More than 12,000 individuals have filed lawsuits against Sanofi over claims that the pharmaceutical giant’s breast cancer drug, Taxotere, caused them to develop permanent hair loss. 

Plaintiffs have alleged that had they known about the risk of permanent hair loss, they would have discussed other options with their doctor. The lawsuits also allege that Sanofi was aware that Taxotere could cause permanent hair loss as opposed to temporary hair loss that sometimes occurs with other cancer treatments such as chemotherapy. 

However, juries in the first two bellwether trials, or test cases, have cleared Sanofi of liability. The most recent verdict was returned Nov. 19, 2021 in a New Orleans federal court. In that decision, the jury found that Sanofi provided sufficient warning to a Louisiana woman, Elizabeth Kahn, Reuters reported

Taxotere cases have been consolidated in multidistrict litigation (MDL) before U.S. District Judge Jane Triche Milazzo of the Eastern District of Louisiana. Chris Coffin, an attorney representing Kahn, told Reuters in an email, “While disappointed in the result, we are confident that the evidence against Sanofi will result in positive verdicts for plaintiffs around the country in the future.” 
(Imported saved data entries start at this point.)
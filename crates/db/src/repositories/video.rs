//! Video repository.

use std::sync::Arc;

use super::paginate;
use crate::entities::{EntityStatus, Video, video};
use chrono::Utc;
use commentable_common::{AppError, AppResult, Page, PageRequest};
use sea_orm::{
    ActiveModelTrait, ColumnTrait, Condition, DatabaseConnection, EntityTrait, PaginatorTrait,
    QueryFilter, Select, prelude::DateTimeWithTimeZone, sea_query::Expr,
};

/// Filters for listing videos.
#[derive(Debug, Clone, Default)]
pub struct VideoFilter {
    /// Substring matched against title and description.
    pub search: Option<String>,
    /// Only videos owned by this user.
    pub user_id: Option<String>,
    /// Allowed statuses. Empty means visible statuses.
    pub statuses: Vec<EntityStatus>,
}

/// Video repository for database operations.
#[derive(Clone)]
pub struct VideoRepository {
    db: Arc<DatabaseConnection>,
}

impl VideoRepository {
    /// Create a new video repository.
    #[must_use]
    pub const fn new(db: Arc<DatabaseConnection>) -> Self {
        Self { db }
    }

    /// Find a video by ID.
    pub async fn find_by_id(&self, id: &str) -> AppResult<Option<video::Model>> {
        Video::find_by_id(id)
            .one(self.db.as_ref())
            .await
            .map_err(|e| AppError::Database(e.to_string()))
    }

    /// Find a video by ID, returning an error if not found.
    pub async fn get_by_id(&self, id: &str) -> AppResult<video::Model> {
        self.find_by_id(id)
            .await?
            .ok_or_else(|| AppError::NotFound(format!("Video {id}")))
    }

    /// Create a new video.
    pub async fn create(&self, model: video::ActiveModel) -> AppResult<video::Model> {
        model
            .insert(self.db.as_ref())
            .await
            .map_err(|e| AppError::Database(e.to_string()))
    }

    /// Update a video.
    pub async fn update(&self, model: video::ActiveModel) -> AppResult<video::Model> {
        model
            .update(self.db.as_ref())
            .await
            .map_err(|e| AppError::Database(e.to_string()))
    }

    /// Move a video from the status it was read with to `to`.
    ///
    /// Fails with [`AppError::Conflict`] when the stored status has changed
    /// since `video` was read.
    pub async fn set_status(
        &self,
        video: video::Model,
        to: EntityStatus,
    ) -> AppResult<video::Model> {
        let now: DateTimeWithTimeZone = Utc::now().into();
        let result = Video::update_many()
            .col_expr(video::Column::Status, Expr::value(to))
            .col_expr(video::Column::UpdatedAt, Expr::value(now))
            .filter(video::Column::Id.eq(video.id.as_str()))
            .filter(video::Column::Status.eq(video.status))
            .exec(self.db.as_ref())
            .await
            .map_err(|e| AppError::Database(e.to_string()))?;

        if result.rows_affected == 0 {
            return Err(AppError::Conflict(format!(
                "Video {} changed status concurrently",
                video.id
            )));
        }

        Ok(video::Model {
            status: to,
            updated_at: now,
            ..video
        })
    }

    /// List videos matching `filter`.
    pub async fn list(
        &self,
        filter: &VideoFilter,
        request: &PageRequest,
    ) -> AppResult<Page<video::Model>> {
        paginate(
            self.db.as_ref(),
            filtered(filter),
            sort_column(request.sort_by.as_deref()),
            video::Column::Id,
            request,
        )
        .await
    }

    /// Count videos matching `filter`.
    pub async fn count(&self, filter: &VideoFilter) -> AppResult<u64> {
        filtered(filter)
            .count(self.db.as_ref())
            .await
            .map_err(|e| AppError::Database(e.to_string()))
    }

    /// Increment the view counter of a visible video. Returns whether a row was updated.
    pub async fn record_view(&self, id: &str) -> AppResult<bool> {
        let result = Video::update_many()
            .col_expr(
                video::Column::ViewCount,
                Expr::col(video::Column::ViewCount).add(1),
            )
            .filter(video::Column::Id.eq(id))
            .filter(video::Column::Status.is_in(EntityStatus::VISIBLE))
            .exec(self.db.as_ref())
            .await
            .map_err(|e| AppError::Database(e.to_string()))?;

        Ok(result.rows_affected > 0)
    }
}

fn filtered(filter: &VideoFilter) -> Select<Video> {
    let statuses = if filter.statuses.is_empty() {
        EntityStatus::VISIBLE.to_vec()
    } else {
        filter.statuses.clone()
    };

    let mut query = Video::find().filter(video::Column::Status.is_in(statuses));

    if let Some(user_id) = &filter.user_id {
        query = query.filter(video::Column::UserId.eq(user_id.as_str()));
    }

    if let Some(search) = filter.search.as_deref().map(str::trim).filter(|s| !s.is_empty()) {
        query = query.filter(
            Condition::any()
                .add(video::Column::Title.contains(search))
                .add(video::Column::Description.contains(search)),
        );
    }

    query
}

/// Resolve a client `sortBy` value. Unknown fields sort by creation time.
fn sort_column(sort_by: Option<&str>) -> video::Column {
    match sort_by.map(str::to_ascii_lowercase).as_deref() {
        Some("updatedat") => video::Column::UpdatedAt,
        Some("title") => video::Column::Title,
        Some("viewcount") => video::Column::ViewCount,
        Some("commentcount") => video::Column::CommentCount,
        _ => video::Column::CreatedAt,
    }
}

#[cfg(test)]
#[allow(clippy::unwrap_used)]
mod tests {
    use super::*;
    use chrono::Utc;
    use commentable_common::PageQuery;
    use sea_orm::{DatabaseBackend, MockDatabase, MockExecResult};

    fn create_test_video(id: &str, user_id: &str, title: &str) -> video::Model {
        video::Model {
            id: id.to_string(),
            user_id: user_id.to_string(),
            title: title.to_string(),
            description: None,
            video_url: format!("https://cdn.example.com/{id}.mp4"),
            thumbnail_url: None,
            duration: 120,
            view_count: 0,
            comment_count: 0,
            status: EntityStatus::Active,
            created_at: Utc::now().into(),
            updated_at: Utc::now().into(),
        }
    }

    #[test]
    fn test_sort_column_allow_list() {
        assert!(matches!(sort_column(Some("viewCount")), video::Column::ViewCount));
        assert!(matches!(sort_column(Some("TITLE")), video::Column::Title));
        assert!(matches!(sort_column(Some("duration")), video::Column::CreatedAt));
        assert!(matches!(sort_column(None), video::Column::CreatedAt));
    }

    #[tokio::test]
    async fn test_list_counts_then_fetches() {
        let db = Arc::new(
            MockDatabase::new(DatabaseBackend::Postgres)
                .append_query_results([[maplit::btreemap! {
                    "num_items" => sea_orm::Value::BigInt(Some(3))
                }]])
                .append_query_results([[
                    create_test_video("v1", "u1", "First"),
                    create_test_video("v2", "u1", "Second"),
                ]])
                .into_connection(),
        );

        let repo = VideoRepository::new(db);
        let request = PageRequest::resolve(
            &PageQuery {
                page_size: Some(2),
                ..Default::default()
            },
            12,
            100,
        );
        let page = repo.list(&VideoFilter::default(), &request).await.unwrap();

        assert_eq!(page.items.len(), 2);
        assert_eq!(page.total_count, 3);
        assert_eq!(page.total_pages, 2);
        assert!(page.has_next_page);
    }

    #[tokio::test]
    async fn test_list_past_the_end_skips_fetch() {
        let db = Arc::new(
            MockDatabase::new(DatabaseBackend::Postgres)
                .append_query_results([[maplit::btreemap! {
                    "num_items" => sea_orm::Value::BigInt(Some(1))
                }]])
                .into_connection(),
        );

        let repo = VideoRepository::new(db);
        let request = PageRequest::resolve(
            &PageQuery {
                page: Some(4),
                ..Default::default()
            },
            12,
            100,
        );
        let page = repo.list(&VideoFilter::default(), &request).await.unwrap();

        assert!(page.items.is_empty());
        assert_eq!(page.total_count, 1);
        assert!(page.has_previous_page);
    }

    #[tokio::test]
    async fn test_record_view() {
        let db = Arc::new(
            MockDatabase::new(DatabaseBackend::Postgres)
                .append_exec_results([MockExecResult {
                    last_insert_id: 0,
                    rows_affected: 1,
                }])
                .into_connection(),
        );

        let repo = VideoRepository::new(db);
        assert!(repo.record_view("v1").await.unwrap());
    }
}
Coffin also indicated that the Kahn decision would be appealed. Kahn sued Sanofi in 2016. She started using Taxotere in 2008. Her complaint alleges that as a result of taking the drug for breast cancer, she has suffered from alopecia. 

Sanofi is not the only defendant named in the MDL. Since Taxotere also goes by the generic version docetaxel, other manufacturers of the drug as well as distributors are facing litigation for their alleged connection to claims of alopecia. 
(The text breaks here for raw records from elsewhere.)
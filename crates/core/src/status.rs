//! Status transitions for videos, posts and comments.

use commentable_common::{AppError, AppResult};
use commentable_db::entities::EntityStatus;

/// On whose behalf a status change is requested.
#[derive(Debug, Clone, Copy, PartialEq, Eq)]
pub enum Authority {
    /// The content's owner.
    Owner,
    /// A moderator, an admin or report escalation.
    Moderator,
}

/// Whether `authority` may move content from `from` to `to`.
#[must_use]
pub const fn is_allowed(authority: Authority, from: EntityStatus, to: EntityStatus) -> bool {
    use EntityStatus::{Active, Deleted, Flagged, Removed};

    match authority {
        Authority::Owner => matches!((from, to), (Active | Flagged, Deleted)),
        Authority::Moderator => matches!(
            (from, to),
            (Active, Flagged) | (Flagged, Active) | (Flagged | Active, Removed)
        ),
    }
}

/// Check a transition, failing with [`AppError::Conflict`] when it is not allowed.
pub fn check(authority: Authority, from: EntityStatus, to: EntityStatus) -> AppResult<()> {
    if is_allowed(authority, from, to) {
        Ok(())
    } else {
        Err(AppError::Conflict(format!(
            "Cannot change status from {from:?} to {to:?}"
        )))
    }
}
The Kahn verdict comes more than two years after the first bellwether Taxotere trial ended in September 2019. In addition to the MDL, Sanofi is also facing Taxotere lawsuits in state courts, including California and New Jersey. 

Taxotere lawsuits have been rescheduled numerous times due to a variety of factors, including the pandemic. There is no word yet on when the third test trial will begin.